◆ **What to produce**: Filter the data for lines with the word "match" and copy those lines.

START Available data

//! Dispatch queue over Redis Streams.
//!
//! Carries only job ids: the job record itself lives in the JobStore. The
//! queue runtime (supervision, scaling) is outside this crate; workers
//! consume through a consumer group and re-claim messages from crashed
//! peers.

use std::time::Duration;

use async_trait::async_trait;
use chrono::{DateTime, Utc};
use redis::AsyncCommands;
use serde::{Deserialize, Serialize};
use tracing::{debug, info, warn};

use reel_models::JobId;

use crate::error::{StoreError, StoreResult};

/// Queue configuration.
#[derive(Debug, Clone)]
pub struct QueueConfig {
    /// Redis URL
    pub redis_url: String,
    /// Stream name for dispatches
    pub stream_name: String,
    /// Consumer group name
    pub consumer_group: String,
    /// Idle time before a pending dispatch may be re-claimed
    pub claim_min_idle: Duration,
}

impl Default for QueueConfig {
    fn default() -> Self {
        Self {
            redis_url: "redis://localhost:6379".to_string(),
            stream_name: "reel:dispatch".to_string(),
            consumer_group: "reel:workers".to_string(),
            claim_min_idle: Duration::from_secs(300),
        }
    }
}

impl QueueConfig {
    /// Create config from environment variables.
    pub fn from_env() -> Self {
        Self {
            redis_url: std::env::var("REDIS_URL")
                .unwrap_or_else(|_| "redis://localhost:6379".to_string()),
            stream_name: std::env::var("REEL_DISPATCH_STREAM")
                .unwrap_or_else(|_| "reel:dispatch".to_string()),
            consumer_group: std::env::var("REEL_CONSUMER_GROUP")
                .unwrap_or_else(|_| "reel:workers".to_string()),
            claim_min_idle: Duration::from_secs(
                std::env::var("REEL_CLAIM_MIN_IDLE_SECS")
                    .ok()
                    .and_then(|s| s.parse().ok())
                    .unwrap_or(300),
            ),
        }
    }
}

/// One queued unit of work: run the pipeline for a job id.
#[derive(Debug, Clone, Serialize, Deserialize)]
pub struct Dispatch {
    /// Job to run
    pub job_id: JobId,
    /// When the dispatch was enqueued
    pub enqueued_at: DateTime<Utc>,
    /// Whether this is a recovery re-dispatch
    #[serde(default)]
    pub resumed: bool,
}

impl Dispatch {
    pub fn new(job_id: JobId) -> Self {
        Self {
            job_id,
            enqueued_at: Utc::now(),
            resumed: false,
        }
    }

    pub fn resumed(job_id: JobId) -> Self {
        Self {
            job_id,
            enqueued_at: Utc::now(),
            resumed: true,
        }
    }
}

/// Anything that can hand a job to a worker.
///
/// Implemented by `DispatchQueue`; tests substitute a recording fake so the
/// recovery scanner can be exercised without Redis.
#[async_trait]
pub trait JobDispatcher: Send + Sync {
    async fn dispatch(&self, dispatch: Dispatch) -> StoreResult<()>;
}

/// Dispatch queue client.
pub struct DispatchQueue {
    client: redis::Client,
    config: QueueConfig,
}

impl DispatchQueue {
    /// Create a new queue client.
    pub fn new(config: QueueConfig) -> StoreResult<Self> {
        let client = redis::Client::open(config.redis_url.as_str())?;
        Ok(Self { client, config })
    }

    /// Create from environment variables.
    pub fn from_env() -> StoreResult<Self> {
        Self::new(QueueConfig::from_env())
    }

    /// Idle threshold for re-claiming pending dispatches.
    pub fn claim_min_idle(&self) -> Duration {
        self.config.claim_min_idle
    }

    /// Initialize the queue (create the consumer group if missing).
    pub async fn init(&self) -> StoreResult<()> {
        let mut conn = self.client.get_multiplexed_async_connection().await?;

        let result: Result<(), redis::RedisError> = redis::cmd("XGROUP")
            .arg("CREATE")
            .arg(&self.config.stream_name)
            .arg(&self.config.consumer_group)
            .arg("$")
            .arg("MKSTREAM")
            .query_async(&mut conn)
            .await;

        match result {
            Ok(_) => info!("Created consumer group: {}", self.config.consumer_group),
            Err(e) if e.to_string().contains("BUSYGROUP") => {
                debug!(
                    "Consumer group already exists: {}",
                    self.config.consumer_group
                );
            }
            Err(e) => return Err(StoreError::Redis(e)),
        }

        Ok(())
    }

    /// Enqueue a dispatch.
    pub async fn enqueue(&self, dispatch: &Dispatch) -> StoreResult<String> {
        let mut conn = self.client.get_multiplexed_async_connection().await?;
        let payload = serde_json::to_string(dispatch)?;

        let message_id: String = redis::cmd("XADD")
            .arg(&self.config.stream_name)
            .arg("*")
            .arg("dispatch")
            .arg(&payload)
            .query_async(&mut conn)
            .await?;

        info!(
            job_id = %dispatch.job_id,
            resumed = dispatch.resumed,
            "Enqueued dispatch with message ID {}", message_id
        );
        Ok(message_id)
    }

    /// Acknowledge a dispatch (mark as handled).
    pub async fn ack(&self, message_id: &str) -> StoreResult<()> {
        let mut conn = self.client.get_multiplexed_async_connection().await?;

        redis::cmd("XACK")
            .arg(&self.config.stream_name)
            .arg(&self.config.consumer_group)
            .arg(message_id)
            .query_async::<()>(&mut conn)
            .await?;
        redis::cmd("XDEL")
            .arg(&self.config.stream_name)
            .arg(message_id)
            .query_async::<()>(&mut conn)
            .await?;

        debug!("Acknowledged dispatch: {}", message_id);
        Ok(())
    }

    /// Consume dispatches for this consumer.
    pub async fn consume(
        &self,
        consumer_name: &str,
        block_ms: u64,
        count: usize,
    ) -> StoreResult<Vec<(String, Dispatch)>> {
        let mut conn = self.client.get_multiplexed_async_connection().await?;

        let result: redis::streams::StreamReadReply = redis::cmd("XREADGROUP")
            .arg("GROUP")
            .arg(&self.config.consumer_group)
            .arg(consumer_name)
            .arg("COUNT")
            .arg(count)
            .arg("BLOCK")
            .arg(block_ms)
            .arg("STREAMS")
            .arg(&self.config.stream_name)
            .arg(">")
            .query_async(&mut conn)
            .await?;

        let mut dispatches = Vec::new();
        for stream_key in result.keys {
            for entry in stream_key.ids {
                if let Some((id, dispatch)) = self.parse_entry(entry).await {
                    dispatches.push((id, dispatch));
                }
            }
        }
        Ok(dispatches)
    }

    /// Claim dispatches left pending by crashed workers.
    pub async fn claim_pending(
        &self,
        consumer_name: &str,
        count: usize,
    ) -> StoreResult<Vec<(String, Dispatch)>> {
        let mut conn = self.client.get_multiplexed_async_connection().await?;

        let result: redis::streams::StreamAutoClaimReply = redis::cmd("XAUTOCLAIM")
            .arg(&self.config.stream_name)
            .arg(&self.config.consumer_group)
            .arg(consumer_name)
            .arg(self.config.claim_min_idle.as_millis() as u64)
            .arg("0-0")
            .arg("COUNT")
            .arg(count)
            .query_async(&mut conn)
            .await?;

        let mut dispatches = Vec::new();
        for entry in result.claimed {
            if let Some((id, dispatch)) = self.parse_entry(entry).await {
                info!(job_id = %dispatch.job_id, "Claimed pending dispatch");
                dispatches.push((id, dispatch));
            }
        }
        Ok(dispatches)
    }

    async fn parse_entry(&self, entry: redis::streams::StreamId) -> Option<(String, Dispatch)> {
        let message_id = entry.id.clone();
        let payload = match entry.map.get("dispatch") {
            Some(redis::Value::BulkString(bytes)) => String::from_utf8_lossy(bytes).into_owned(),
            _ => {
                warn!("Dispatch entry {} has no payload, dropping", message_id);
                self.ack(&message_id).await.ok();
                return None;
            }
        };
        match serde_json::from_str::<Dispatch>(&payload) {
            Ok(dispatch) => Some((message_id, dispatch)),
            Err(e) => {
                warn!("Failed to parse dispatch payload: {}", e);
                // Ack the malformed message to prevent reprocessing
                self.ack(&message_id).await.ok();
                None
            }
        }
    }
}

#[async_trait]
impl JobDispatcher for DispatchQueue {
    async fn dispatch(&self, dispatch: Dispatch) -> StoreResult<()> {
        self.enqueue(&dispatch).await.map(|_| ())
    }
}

END Available data

◆ **Written solution**:
        match result {
        let payload = match entry.map.get("dispatch") {
        match serde_json::from_str::<Dispatch>(&payload) {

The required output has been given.